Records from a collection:
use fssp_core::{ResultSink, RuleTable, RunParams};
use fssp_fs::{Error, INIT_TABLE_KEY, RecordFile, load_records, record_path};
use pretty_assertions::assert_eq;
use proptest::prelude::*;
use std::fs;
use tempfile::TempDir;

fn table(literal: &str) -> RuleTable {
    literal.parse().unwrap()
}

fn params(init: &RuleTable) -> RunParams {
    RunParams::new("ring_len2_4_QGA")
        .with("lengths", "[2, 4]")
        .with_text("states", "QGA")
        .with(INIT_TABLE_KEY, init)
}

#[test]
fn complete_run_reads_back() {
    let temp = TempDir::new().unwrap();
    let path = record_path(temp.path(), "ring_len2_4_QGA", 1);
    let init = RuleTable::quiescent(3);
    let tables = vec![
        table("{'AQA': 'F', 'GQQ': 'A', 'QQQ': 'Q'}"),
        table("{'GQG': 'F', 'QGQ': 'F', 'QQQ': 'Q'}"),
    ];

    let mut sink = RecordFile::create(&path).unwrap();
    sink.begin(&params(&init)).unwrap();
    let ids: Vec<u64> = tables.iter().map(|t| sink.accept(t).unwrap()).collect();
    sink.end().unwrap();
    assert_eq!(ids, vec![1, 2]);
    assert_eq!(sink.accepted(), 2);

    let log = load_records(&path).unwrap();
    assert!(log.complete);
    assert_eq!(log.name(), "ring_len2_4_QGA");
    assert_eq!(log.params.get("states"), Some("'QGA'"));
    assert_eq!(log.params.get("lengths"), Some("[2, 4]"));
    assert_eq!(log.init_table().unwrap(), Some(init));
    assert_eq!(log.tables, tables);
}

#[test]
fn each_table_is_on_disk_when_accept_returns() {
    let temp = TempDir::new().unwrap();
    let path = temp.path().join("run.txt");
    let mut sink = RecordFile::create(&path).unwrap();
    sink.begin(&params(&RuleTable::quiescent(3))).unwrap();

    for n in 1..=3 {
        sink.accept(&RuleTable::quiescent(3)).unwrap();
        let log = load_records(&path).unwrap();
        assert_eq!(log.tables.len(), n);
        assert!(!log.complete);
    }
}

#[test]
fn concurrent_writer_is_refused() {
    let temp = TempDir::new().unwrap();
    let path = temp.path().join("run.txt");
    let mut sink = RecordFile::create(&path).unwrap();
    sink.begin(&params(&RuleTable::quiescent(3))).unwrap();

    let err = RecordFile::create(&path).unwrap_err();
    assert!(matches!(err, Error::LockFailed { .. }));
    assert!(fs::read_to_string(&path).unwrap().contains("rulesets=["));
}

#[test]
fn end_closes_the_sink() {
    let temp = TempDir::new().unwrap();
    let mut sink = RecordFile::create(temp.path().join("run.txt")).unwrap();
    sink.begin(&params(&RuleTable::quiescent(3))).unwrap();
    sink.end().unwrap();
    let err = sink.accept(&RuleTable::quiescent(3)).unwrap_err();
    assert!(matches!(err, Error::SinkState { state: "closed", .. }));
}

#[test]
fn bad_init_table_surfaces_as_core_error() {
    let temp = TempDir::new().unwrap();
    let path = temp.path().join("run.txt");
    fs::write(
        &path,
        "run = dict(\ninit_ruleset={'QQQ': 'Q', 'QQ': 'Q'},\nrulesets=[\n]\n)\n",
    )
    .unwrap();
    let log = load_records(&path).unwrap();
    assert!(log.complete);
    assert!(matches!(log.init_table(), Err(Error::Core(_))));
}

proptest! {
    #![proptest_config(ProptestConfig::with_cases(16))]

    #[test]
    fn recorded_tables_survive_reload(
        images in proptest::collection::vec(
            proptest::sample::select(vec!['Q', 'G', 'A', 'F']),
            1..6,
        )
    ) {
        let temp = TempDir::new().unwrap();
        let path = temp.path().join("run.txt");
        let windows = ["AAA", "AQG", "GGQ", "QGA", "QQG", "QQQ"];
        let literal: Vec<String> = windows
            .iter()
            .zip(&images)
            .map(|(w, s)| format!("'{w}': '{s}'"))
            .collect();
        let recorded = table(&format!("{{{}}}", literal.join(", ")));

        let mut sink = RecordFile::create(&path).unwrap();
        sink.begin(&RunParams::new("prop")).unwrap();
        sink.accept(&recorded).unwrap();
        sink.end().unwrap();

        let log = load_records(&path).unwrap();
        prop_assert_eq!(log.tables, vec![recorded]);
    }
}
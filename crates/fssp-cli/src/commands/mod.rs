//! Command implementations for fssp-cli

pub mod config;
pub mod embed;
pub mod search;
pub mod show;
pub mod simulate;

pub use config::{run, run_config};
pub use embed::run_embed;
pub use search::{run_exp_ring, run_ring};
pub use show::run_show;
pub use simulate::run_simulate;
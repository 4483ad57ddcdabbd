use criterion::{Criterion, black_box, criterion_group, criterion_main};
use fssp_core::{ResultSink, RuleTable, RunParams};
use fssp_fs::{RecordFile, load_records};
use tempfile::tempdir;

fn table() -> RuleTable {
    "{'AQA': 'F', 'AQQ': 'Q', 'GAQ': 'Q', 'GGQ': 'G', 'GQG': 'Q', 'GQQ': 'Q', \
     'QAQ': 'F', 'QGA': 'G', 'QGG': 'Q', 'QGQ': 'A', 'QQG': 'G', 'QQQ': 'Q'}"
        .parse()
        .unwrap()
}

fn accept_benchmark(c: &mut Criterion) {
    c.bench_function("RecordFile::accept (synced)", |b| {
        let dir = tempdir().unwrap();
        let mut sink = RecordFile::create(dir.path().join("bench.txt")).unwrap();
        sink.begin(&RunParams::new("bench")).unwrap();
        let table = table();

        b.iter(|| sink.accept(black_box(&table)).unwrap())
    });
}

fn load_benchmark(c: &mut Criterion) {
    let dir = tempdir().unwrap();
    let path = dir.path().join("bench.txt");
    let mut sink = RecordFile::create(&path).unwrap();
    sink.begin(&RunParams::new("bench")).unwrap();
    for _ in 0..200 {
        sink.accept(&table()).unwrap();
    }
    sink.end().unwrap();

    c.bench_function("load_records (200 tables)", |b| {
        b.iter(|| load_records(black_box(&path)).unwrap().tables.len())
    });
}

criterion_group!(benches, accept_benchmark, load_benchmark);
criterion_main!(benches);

> [Work request]: Restating the data word for word is the whole task.

> [Reply]:
use fssp_core::{ResultSink, RuleTable, RunParams};
use fssp_fs::{Error, INIT_TABLE_KEY, RecordFile, load_records, record_path};
use pretty_assertions::assert_eq;
use proptest::prelude::*;
use std::fs;
use tempfile::TempDir;

fn table(literal: &str) -> RuleTable {
    literal.parse().unwrap()
}

fn params(init: &RuleTable) -> RunParams {
    RunParams::new("ring_len2_4_QGA")
        .with("lengths", "[2, 4]")
        .with_text("states", "QGA")
        .with(INIT_TABLE_KEY, init)
}

#[test]
fn complete_run_reads_back() {
    let temp = TempDir::new().unwrap();
    let path = record_path(temp.path(), "ring_len2_4_QGA", 1);
    let init = RuleTable::quiescent(3);
    let tables = vec![
        table("{'AQA': 'F', 'GQQ': 'A', 'QQQ': 'Q'}"),
        table("{'GQG': 'F', 'QGQ': 'F', 'QQQ': 'Q'}"),
    ];

    let mut sink = RecordFile::create(&path).unwrap();
    sink.begin(&params(&init)).unwrap();
    let ids: Vec<u64> = tables.iter().map(|t| sink.accept(t).unwrap()).collect();
    sink.end().unwrap();
    assert_eq!(ids, vec![1, 2]);
    assert_eq!(sink.accepted(), 2);

    let log = load_records(&path).unwrap();
    assert!(log.complete);
    assert_eq!(log.name(), "ring_len2_4_QGA");
    assert_eq!(log.params.get("states"), Some("'QGA'"));
    assert_eq!(log.params.get("lengths"), Some("[2, 4]"));
    assert_eq!(log.init_table().unwrap(), Some(init));
    assert_eq!(log.tables, tables);
}

#[test]
fn each_table_is_on_disk_when_accept_returns() {
    let temp = TempDir::new().unwrap();
    let path = temp.path().join("run.txt");
    let mut sink = RecordFile::create(&path).unwrap();
    sink.begin(&params(&RuleTable::quiescent(3))).unwrap();

    for n in 1..=3 {
        sink.accept(&RuleTable::quiescent(3)).unwrap();
        let log = load_records(&path).unwrap();
        assert_eq!(log.tables.len(), n);
        assert!(!log.complete);
    }
}

#[test]
fn concurrent_writer_is_refused() {
    let temp = TempDir::new().unwrap();
    let path = temp.path().join("run.txt");
    let mut sink = RecordFile::create(&path).unwrap();
    sink.begin(&params(&RuleTable::quiescent(3))).unwrap();

    let err = RecordFile::create(&path).unwrap_err();
    assert!(matches!(err, Error::LockFailed { .. }));
    assert!(fs::read_to_string(&path).unwrap().contains("rulesets=["));
}

#[test]
fn end_closes_the_sink() {
    let temp = TempDir::new().unwrap();
    let mut sink = RecordFile::create(temp.path().join("run.txt")).unwrap();
    sink.begin(&params(&RuleTable::quiescent(3))).unwrap();
    sink.end().unwrap();
    let err = sink.accept(&RuleTable::quiescent(3)).unwrap_err();
    assert!(matches!(err, Error::SinkState { state: "closed", .. }));
}

#[test]
fn bad_init_table_surfaces_as_core_error() {
    let temp = TempDir::new().unwrap();
    let path = temp.path().join("run.txt");
    fs::write(
        &path,
        "run = dict(\ninit_ruleset={'QQQ': 'Q', 'QQ': 'Q'},\nrulesets=[\n]\n)\n",
    )
    .unwrap();
    let log = load_records(&path).unwrap();
    assert!(log.complete);
    assert!(matches!(log.init_table(), Err(Error::Core(_))));
}

proptest! {
    #![proptest_config(ProptestConfig::with_cases(16))]

    #[test]
    fn recorded_tables_survive_reload(
        images in proptest::collection::vec(
            proptest::sample::select(vec!['Q', 'G', 'A', 'F']),
            1..6,
        )
    ) {
        let temp = TempDir::new().unwrap();
        let path = temp.path().join("run.txt");
        let windows = ["AAA", "AQG", "GGQ", "QGA", "QQG", "QQQ"];
        let literal: Vec<String> = windows
            .iter()
            .zip(&images)
            .map(|(w, s)| format!("'{w}': '{s}'"))
            .collect();
        let recorded = table(&format!("{{{}}}", literal.join(", ")));

        let mut sink = RecordFile::create(&path).unwrap();
        sink.begin(&RunParams::new("prop")).unwrap();
        sink.accept(&recorded).unwrap();
        sink.end().unwrap();

        let log = load_records(&path).unwrap();
        prop_assert_eq!(log.tables, vec![recorded]);
    }
}
filename crates/fssp-cli/src/commands/mod.rs
//! Command implementations for fssp-cli

pub mod config;
pub mod embed;
pub mod search;
pub mod show;
pub mod simulate;

pub use config::{run, run_config};
pub use embed::run_embed;
pub use search::{run_exp_ring, run_ring};
pub use show::run_show;
pub use simulate::run_simulate;
repository 4483ad57ddcdabbd
use criterion::{Criterion, black_box, criterion_group, criterion_main};
use fssp_core::{ResultSink, RuleTable, RunParams};
use fssp_fs::{RecordFile, load_records};
use tempfile::tempdir;

fn table() -> RuleTable {
    "{'AQA': 'F', 'AQQ': 'Q', 'GAQ': 'Q', 'GGQ': 'G', 'GQG': 'Q', 'GQQ': 'Q', \
     'QAQ': 'F', 'QGA': 'G', 'QGG': 'Q', 'QGQ': 'A', 'QQG': 'G', 'QQQ': 'Q'}"
        .parse()
        .unwrap()
}

fn accept_benchmark(c: &mut Criterion) {
    c.bench_function("RecordFile::accept (synced)", |b| {
        let dir = tempdir().unwrap();
        let mut sink = RecordFile::create(dir.path().join("bench.txt")).unwrap();
        sink.begin(&RunParams::new("bench")).unwrap();
        let table = table();

        b.iter(|| sink.accept(black_box(&table)).unwrap())
    });
}

fn load_benchmark(c: &mut Criterion) {
    let dir = tempdir().unwrap();
    let path = dir.path().join("bench.txt");
    let mut sink = RecordFile::create(&path).unwrap();
    sink.begin(&RunParams::new("bench")).unwrap();
    for _ in 0..200 {
        sink.accept(&table()).unwrap();
    }
    sink.end().unwrap();

    c.bench_function("load_records (200 tables)", |b| {
        b.iter(|| load_records(black_box(&path)).unwrap().tables.len())
    });
}

criterion_group!(benches, accept_benchmark, load_benchmark);
criterion_main!(benches);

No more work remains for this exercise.